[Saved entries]
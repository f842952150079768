//! Event routing between plugin inboxes.
//!
//! Every plugin owns one inbox (an unbounded mpsc channel) drained by a single
//! task.  The [`Router`] maps each plugin to the inboxes of its dependents, so
//! a broadcast from `P` becomes one [`Command::Deliver`] per dependent.  A
//! channel preserves send order, which gives per-(source, target) FIFO.
//!
//! The router also feeds two observer channels used by the agent surface: every
//! emitted event and every plugin failure.

use std::collections::HashMap;
use std::sync::Arc;

use serde_json::Value;
use tokio::sync::{broadcast, mpsc, oneshot};
use tracing::trace;

use conflux_core::Event;

use crate::error::CallError;
use crate::interceptor::{Relation, SourceInfo};
use crate::lifecycle::{PluginFailure, StateCell};

/// Work items processed by a plugin's inbox task, strictly in order.
pub(crate) enum Command {
    /// An event to run through interceptors, effects and the queue.
    Deliver { source: SourceInfo, event: Event },
    /// A method invocation serialized with effects.
    Call {
        method: String,
        args: Value,
        reply: oneshot::Sender<Result<Value, CallError>>,
    },
}

/// Sending side of one plugin's inbox.
#[derive(Clone)]
pub(crate) struct Inbox {
    pub(crate) plugin: Arc<str>,
    pub(crate) sender: mpsc::UnboundedSender<Command>,
    pub(crate) state: Arc<StateCell>,
}

impl Inbox {
    /// Sends a delivery if the plugin is running; returns whether it was sent.
    pub(crate) fn deliver(&self, source: SourceInfo, event: Event) -> bool {
        if !self.state.get().is_running() {
            trace!(target_plugin = %self.plugin, event = %event.kind(), "Skipping delivery to inactive plugin");
            return false;
        }
        self.sender.send(Command::Deliver { source, event }).is_ok()
    }
}

/// Routes broadcasts from each plugin to its dependents.
pub(crate) struct Router {
    routes: HashMap<String, Vec<Inbox>>,
    events: broadcast::Sender<Event>,
    failures: broadcast::Sender<PluginFailure>,
}

impl Router {
    /// `routes` maps a plugin name to the inboxes of its dependents.
    pub(crate) fn new(routes: HashMap<String, Vec<Inbox>>, buffer: usize) -> Self {
        let (events, _) = broadcast::channel(buffer.max(1));
        let (failures, _) = broadcast::channel(buffer.max(1));
        Self {
            routes,
            events,
            failures,
        }
    }

    /// Delivers a plugin's own event to every running dependent.
    pub(crate) fn broadcast(&self, event: &Event) {
        self.observe(event);
        let Some(targets) = self.routes.get(event.source()) else {
            return;
        };
        for inbox in targets {
            let source = SourceInfo {
                plugin: event.source().to_owned(),
                relation: Relation::Dependency,
            };
            if inbox.deliver(source, event.clone()) {
                trace!(
                    source = %event.source(),
                    target_plugin = %inbox.plugin,
                    event = %event.kind(),
                    id = %event.id(),
                    "Event routed"
                );
            }
        }
    }

    /// Publishes an event to agent-level observers.
    pub(crate) fn observe(&self, event: &Event) {
        // No receivers is not an error.
        let _ = self.events.send(event.clone());
    }

    pub(crate) fn report_failure(&self, failure: PluginFailure) {
        let _ = self.failures.send(failure);
    }

    pub(crate) fn subscribe_events(&self) -> broadcast::Receiver<Event> {
        self.events.subscribe()
    }

    pub(crate) fn subscribe_failures(&self) -> broadcast::Receiver<PluginFailure> {
        self.failures.subscribe()
    }
}
//! Counter Demo
//!
//! Three plugins:
//!
//! ```text
//! producer ──(directed "increment")──▶ counter ──(broadcast "changed")──▶ gate
//! ```
//!
//! - `counter` owns a `count` and exposes an `add` method.
//! - `producer` depends on `counter` and sends it one `increment` per tick.
//! - `gate` depends on `counter`, intercepts its `changed` events and only
//!   lets even counts through to its service.
//!
//! # Usage
//!
//! ```bash
//! cargo run --package counter-demo -- --ticks 10
//! CONFLUX_PLUGINS__PRODUCER__INTERVAL_MS=100 cargo run --package counter-demo
//! ```

use std::path::PathBuf;
use std::time::Duration;

use anyhow::Result;
use clap::Parser;
use conflux::prelude::*;
use serde_json::{Value, json};
use tracing::info;

#[derive(Debug, Parser)]
#[command(about = "Run the Conflux counter demo")]
struct Args {
    /// Configuration file (defaults to searching for conflux.toml).
    #[arg(short, long)]
    config: Option<PathBuf>,

    /// Stop after this many ticks instead of waiting for Ctrl+C.
    #[arg(short, long)]
    ticks: Option<u64>,
}

// ============================================================================
// Plugins
// ============================================================================

fn counter() -> Result<PluginDefinition> {
    let definition = PluginDefinition::builder("counter")
        .metadata(PluginMetadata::new("0.1.0").description("Counts increments"))
        .context(Schema::object([("count", Schema::Integer)]), json!({ "count": 0 }))
        .events([
            ("increment", None),
            ("changed", Some(Schema::object([("count", Schema::Integer)]))),
        ])
        .effect("increment", |scope: PluginScope, event: Event| async move {
            if event.is("increment") {
                scope.context().update_as("count", |n: i64| n + 1)?;
                let count = scope.context().get_key("count").unwrap_or_default();
                scope.emit("changed", json!({ "count": count }))?;
            }
            Ok::<_, BoxError>(())
        })
        .method(
            "add",
            MethodSignature::new(Schema::Integer, Schema::Integer),
            |scope: PluginScope, amount: Value| async move {
                let amount = amount.as_i64().unwrap_or_default();
                scope.context().update_as("count", |n: i64| n + amount)?;
                Ok::<_, BoxError>(scope.context().get_key("count").unwrap_or_default())
            },
        )
        .build()?;
    Ok(definition)
}

fn producer(counter: &PluginDefinition) -> Result<PluginDefinition> {
    let definition = PluginDefinition::builder("producer")
        .dependencies([counter])
        .config(
            Schema::object([("interval_ms", Schema::Integer.with_default(json!(500)))])
                .with_default(json!({})),
        )
        .service("tick", |scope: ServiceScope, _events: EventStream| async move {
            let interval = scope.config()["interval_ms"].as_u64().unwrap_or(500);
            let Some(counter) = scope.dependency("counter") else {
                return Err::<(), BoxError>("counter is not bound".into());
            };
            let mut ticker = tokio::time::interval(Duration::from_millis(interval));
            loop {
                tokio::select! {
                    () = scope.cancellation().cancelled() => return Ok(()),
                    _ = ticker.tick() => {
                        counter.emit("increment", None)?;
                    }
                }
            }
        })
        .build()?;
    Ok(definition)
}

fn gate(counter: &PluginDefinition) -> Result<PluginDefinition> {
    let definition = PluginDefinition::builder("gate")
        .dependencies([counter])
        .interceptor_for("even-only", "counter", |call: Intercept| async move {
            match call.event.field("count").and_then(Value::as_i64) {
                Some(n) if n % 2 == 0 => call.forward(),
                _ => call.drop("odd count"),
            }
            Ok::<_, BoxError>(())
        })
        .service("report", |scope: ServiceScope, events: EventStream| async move {
            while let Some(event) = events.next_until(scope.cancellation()).await {
                info!(count = ?event.field("count"), "Even count reached");
            }
            Ok::<_, BoxError>(())
        })
        .build()?;
    Ok(definition)
}

// ============================================================================
// Main
// ============================================================================

#[tokio::main]
async fn main() -> Result<()> {
    let args = Args::parse();

    let mut loader = ConfigLoader::new().with_current_dir();
    if let Some(path) = &args.config {
        loader = loader.file(path);
    }

    let counter = counter()?;
    let agent = Agent::builder()
        .plugin(producer(&counter)?)
        .plugin(gate(&counter)?)
        .config_loader(loader)
        .build()?;

    for plugin in agent.plugins() {
        info!(plugin = %plugin.name, layer = plugin.layer, deps = ?plugin.dependencies, "Loaded plugin");
    }

    match args.ticks {
        Some(ticks) => {
            let view = agent.context("counter")?;
            let done = async move {
                loop {
                    let count = view.get_key("count").and_then(|v| v.as_u64());
                    if count.unwrap_or_default() >= ticks {
                        return;
                    }
                    tokio::time::sleep(Duration::from_millis(50)).await;
                }
            };
            agent.run_until(done).await?;
        }
        None => agent.run().await?,
    }

    info!(final_count = ?agent.context("counter")?.get_key("count"), "Done");
    Ok(())
}
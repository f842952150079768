//! # Conflux
//!
//! A plugin runtime where isolated plugins cooperate through events, methods
//! and reactive context.
//!
//! ## Architecture
//!
//! ```text
//! ┌──────────┐ emit ┌────────┐      ┌──────────────────────────────────────────────┐
//! │ Plugin P │─────▶│ Router │─────▶│ Plugin D (own inbox task, own context)       │
//! └──────────┘      └────────┘      │   interceptors ─▶ effects ─▶ context          │
//!      ▲                            │                └─▶ queue ─▶ services          │
//!      └──── methods, read-only ────└──────────────────────────────────────────────┘
//!            context, directed emit
//! ```
//!
//! - **Plugins** own a schema-validated context that only their own effects,
//!   hooks and methods can write.
//! - **Dependents** see their dependencies through bindings: read-only context,
//!   methods, and directed events.
//! - **Interceptors** sit in front of a plugin's effects and services and
//!   decide per event whether to forward, transform or drop it.
//! - The **agent** resolves dependencies into start layers, runs lifecycle
//!   hooks in order and stops everything in reverse.
//!
//! ## Quick Start
//!
//! ```rust,ignore
//! use conflux::prelude::*;
//! use serde_json::json;
//!
//! #[tokio::main]
//! async fn main() -> anyhow::Result<()> {
//!     let counter = PluginDefinition::builder("counter")
//!         .context(Schema::object([("count", Schema::Integer)]), json!({ "count": 0 }))
//!         .events([("increment", None)])
//!         .effect("count", |scope: PluginScope, _event: Event| async move {
//!             scope.context().update_as("count", |n: i64| n + 1)?;
//!             Ok::<_, BoxError>(())
//!         })
//!         .build()?;
//!
//!     Agent::builder().plugin(counter).build()?.run().await?;
//!     Ok(())
//! }
//! ```
//!
//! ## Features
//!
//! - `toml-config` *(default)*: `conflux.toml` configuration files
//! - `yaml-config`: `conflux.yaml` configuration files
//! - `json-log`: JSON log output

pub use conflux_core as core;
pub use conflux_framework as framework;
pub use conflux_runtime as runtime;

/// Prelude module for convenient imports.
///
/// ```rust,ignore
/// use conflux::prelude::*;
/// ```
pub mod prelude {
    // Agent - main entry point
    pub use conflux_runtime::{Agent, AgentConfig, ConfigLoader, RuntimeError, RuntimeResult};

    // Plugin definitions and the scopes handed to plugin code
    pub use conflux_framework::{
        BoxError, Dependency, DependencyBinding, Intercept, InterceptTarget, Interceptor,
        PluginDefinition, PluginError, PluginMetadata, PluginScope, PluginState, Relation,
        ServiceScope,
    };

    // Values flowing between plugins
    pub use conflux_core::{
        ContextHandle, ContextView, Event, EventStream, MethodSignature, Schema, ValidationError,
    };
}
//! Error types shared by the core building blocks.
//!
//! Plugin-level errors (delivery, lifecycle, calls) are defined in
//! `conflux-framework`; this module only carries what the leaves need.

use thiserror::Error;

// =============================================================================
// Validation Errors
// =============================================================================

/// A value did not match the [`Schema`](crate::schema::Schema) it was checked against.
///
/// `path` is a JSONPath-like pointer into the rejected value (`$` is the root,
/// `$.items[2].name` a nested field); `cause` is a human-readable explanation.
#[derive(Debug, Clone, PartialEq, Eq, Error)]
#[error("{path}: {cause}")]
pub struct ValidationError {
    /// Location of the offending value.
    pub path: String,
    /// Why the value was rejected.
    pub cause: String,
}

impl ValidationError {
    /// Creates a validation error at the given path.
    pub fn new(path: impl Into<String>, cause: impl Into<String>) -> Self {
        Self {
            path: path.into(),
            cause: cause.into(),
        }
    }

    /// Creates a validation error located at the root of the value.
    pub fn root(cause: impl Into<String>) -> Self {
        Self::new("$", cause)
    }
}

impl From<serde_json::Error> for ValidationError {
    fn from(err: serde_json::Error) -> Self {
        Self::root(err.to_string())
    }
}

// =============================================================================
// Queue Errors
// =============================================================================

/// Returned by [`EventQueue::push`](crate::queue::EventQueue::push) once the
/// queue has been closed.
#[derive(Debug, Clone, Copy, PartialEq, Eq, Error)]
#[error("event queue is closed")]
pub struct QueueClosed;

// =============================================================================
// Result Type Aliases
// =============================================================================

/// Result type for schema validation.
pub type ValidationResult<T> = Result<T, ValidationError>;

[Exercise] A single number, please: how many lines in the data above contain the string "Some"?

[Written answer] 7